I can't think of a more user-friendly solution to the problem it's actually
trying to solve. I wouldn't trade the reel system with low profile plastic-
encased push-button buckles in my car for it, but I'm not interested in
digging around between the cushions for whatever proprietary design the
particular cabin manufacturer of the plane I'm on has come up with, I want
something standard that's right in front of me in plain view. And I don't want
a reel system either. Every reel system made for public use I've seen has had
way too much friction and way too little spring tension to even make sense.
And not being able to see the state of the belt and reel tensioning doesn't
seem very safe either.

------
madaxe_again
There's another reason for having belts that they don't mention: body
identification.

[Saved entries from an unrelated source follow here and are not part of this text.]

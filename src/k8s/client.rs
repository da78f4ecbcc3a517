use std::{any::Any, sync::Arc, time::Duration};

use async_trait::async_trait;
use kube::{
    api::{Api, DynamicObject, GroupVersionKind, PostParams},
    config::{KubeConfigOptions, Kubeconfig},
    discovery::{Discovery, Scope},
    Client,
};
use thiserror::Error;
use tokio::sync::RwLock;

use crate::config::Config;

use super::{ClusterApi, ClusterError, ResourceScope, RestMapping};

const CONNECT_TIMEOUT: Duration = Duration::from_secs(5);
const READ_TIMEOUT: Duration = Duration::from_secs(30);

#[derive(Debug, Error)]
pub enum ClientError {
    #[error("cannot read kubeconfig: {0}")]
    Kubeconfig(String),

    #[error("cannot load in-cluster configuration: {0}")]
    InCluster(String),

    #[error("cannot create Kubernetes client: {0}")]
    Client(String),
}

/// Build a Kubernetes client from an explicit kubeconfig, the in-cluster
/// service account, or the inferred local configuration, in that order.
pub async fn create_client(config: &Config) -> Result<Client, ClientError> {
    let mut kube_config = if let Some(path) = config.kubeconfig() {
        let kubeconfig =
            Kubeconfig::read_from(path).map_err(|e| ClientError::Kubeconfig(e.to_string()))?;
        kube::Config::from_custom_kubeconfig(kubeconfig, &KubeConfigOptions::default())
            .await
            .map_err(|e| ClientError::Kubeconfig(e.to_string()))?
    } else if config.in_cluster() {
        kube::Config::incluster().map_err(|e| ClientError::InCluster(e.to_string()))?
    } else {
        kube::Config::infer()
            .await
            .map_err(|e| ClientError::Kubeconfig(e.to_string()))?
    };

    kube_config.connect_timeout = Some(CONNECT_TIMEOUT);
    kube_config.read_timeout = Some(READ_TIMEOUT);

    tracing::info!(cluster_url = %kube_config.cluster_url, "Kubernetes client ready");
    Client::try_from(kube_config).map_err(|e| ClientError::Client(e.to_string()))
}

/// [`ClusterApi`] over a live API server.
///
/// Discovery runs once, on the first mapping request, and is reused until a
/// kind cannot be resolved.
pub struct KubeClusterApi {
    client: Client,
    discovery: RwLock<Option<Arc<Discovery>>>,
}

impl std::fmt::Debug for KubeClusterApi {
    fn fmt(&self, f: &mut std::fmt::Formatter<'_>) -> std::fmt::Result {
        f.debug_struct("KubeClusterApi").finish_non_exhaustive()
    }
}

impl KubeClusterApi {
    pub fn new(client: Client) -> Self {
        Self {
            client,
            discovery: RwLock::new(None),
        }
    }

    async fn discovery(&self) -> Result<Arc<Discovery>, ClusterError> {
        if let Some(discovery) = self.discovery.read().await.as_ref() {
            return Ok(discovery.clone());
        }

        let mut cached = self.discovery.write().await;
        if let Some(discovery) = cached.as_ref() {
            return Ok(discovery.clone());
        }

        tracing::debug!("running API discovery");
        let discovery = Discovery::new(self.client.clone())
            .run()
            .await
            .map_err(|e| ClusterError::Discovery(e.to_string()))?;
        let discovery = Arc::new(discovery);
        *cached = Some(discovery.clone());

        Ok(discovery)
    }

    /// Drop the discovery snapshot so the next mapping request refreshes it.
    pub async fn invalidate(&self) {
        self.discovery.write().await.take();
    }

    fn api(&self, mapping: &RestMapping, namespace: Option<&str>) -> Api<DynamicObject> {
        match namespace {
            Some(ns) => Api::namespaced_with(self.client.clone(), ns, &mapping.resource),
            None => Api::all_with(self.client.clone(), &mapping.resource),
        }
    }
}

fn object_name(object: &DynamicObject) -> Result<&str, ClusterError> {
    object
        .metadata
        .name
        .as_deref()
        .ok_or(ClusterError::MissingName)
}

#[async_trait]
impl ClusterApi for KubeClusterApi {
    async fn rest_mapping(&self, gvk: &GroupVersionKind) -> Result<RestMapping, ClusterError> {
        let discovery = self.discovery().await?;

        match discovery.resolve_gvk(gvk) {
            Some((resource, capabilities)) => Ok(RestMapping {
                resource,
                scope: match capabilities.scope {
                    Scope::Namespaced => ResourceScope::Namespaced,
                    Scope::Cluster => ResourceScope::Cluster,
                },
            }),
            None => {
                self.invalidate().await;
                let api_version = if gvk.group.is_empty() {
                    gvk.version.clone()
                } else {
                    format!("{}/{}", gvk.group, gvk.version)
                };
                Err(ClusterError::Unmappable(format!("{api_version} {}", gvk.kind)))
            }
        }
    }

    async fn get(
        &self,
        mapping: &RestMapping,
        namespace: Option<&str>,
        name: &str,
    ) -> Result<Option<DynamicObject>, ClusterError> {
        Ok(self.api(mapping, namespace).get_opt(name).await?)
    }

    async fn create(
        &self,
        mapping: &RestMapping,
        namespace: Option<&str>,
        object: &DynamicObject,
    ) -> Result<DynamicObject, ClusterError> {
        Ok(self
            .api(mapping, namespace)
            .create(&PostParams::default(), object)
            .await?)
    }

    async fn update(
        &self,
        mapping: &RestMapping,
        namespace: Option<&str>,
        object: &DynamicObject,
    ) -> Result<DynamicObject, ClusterError> {
        let name = object_name(object)?;
        Ok(self
            .api(mapping, namespace)
            .replace(name, &PostParams::default(), object)
            .await?)
    }

    fn as_any(&self) -> &dyn Any {
        self
    }
}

If bodies are still strapped to seats they at least have a
chance of determining where to send which remains. Without, it'd be nigh on
impossible, which would be a compounding PR nightmare on top of the obvious PR
nightmare of an aviation disaster.

Source is my mum, who was an air stewardess for a decade, and explained this
to me when I questioned the purpose (she also mentioned turbulence etc., as
the article does).

------
Bitcoin_McPonzi
What always puzzles me are those seat-belt extenders. I've seen passengers on
planes that probably couldn't fit through an overwing exit door without
getting stuck. Think how dangerous that could be! The seatbelts should be long
enough to accomodate the largest passenger who can safely fit in a seat (and
I'm pretty sure they are -- they're already huge) and there should be no
extenders.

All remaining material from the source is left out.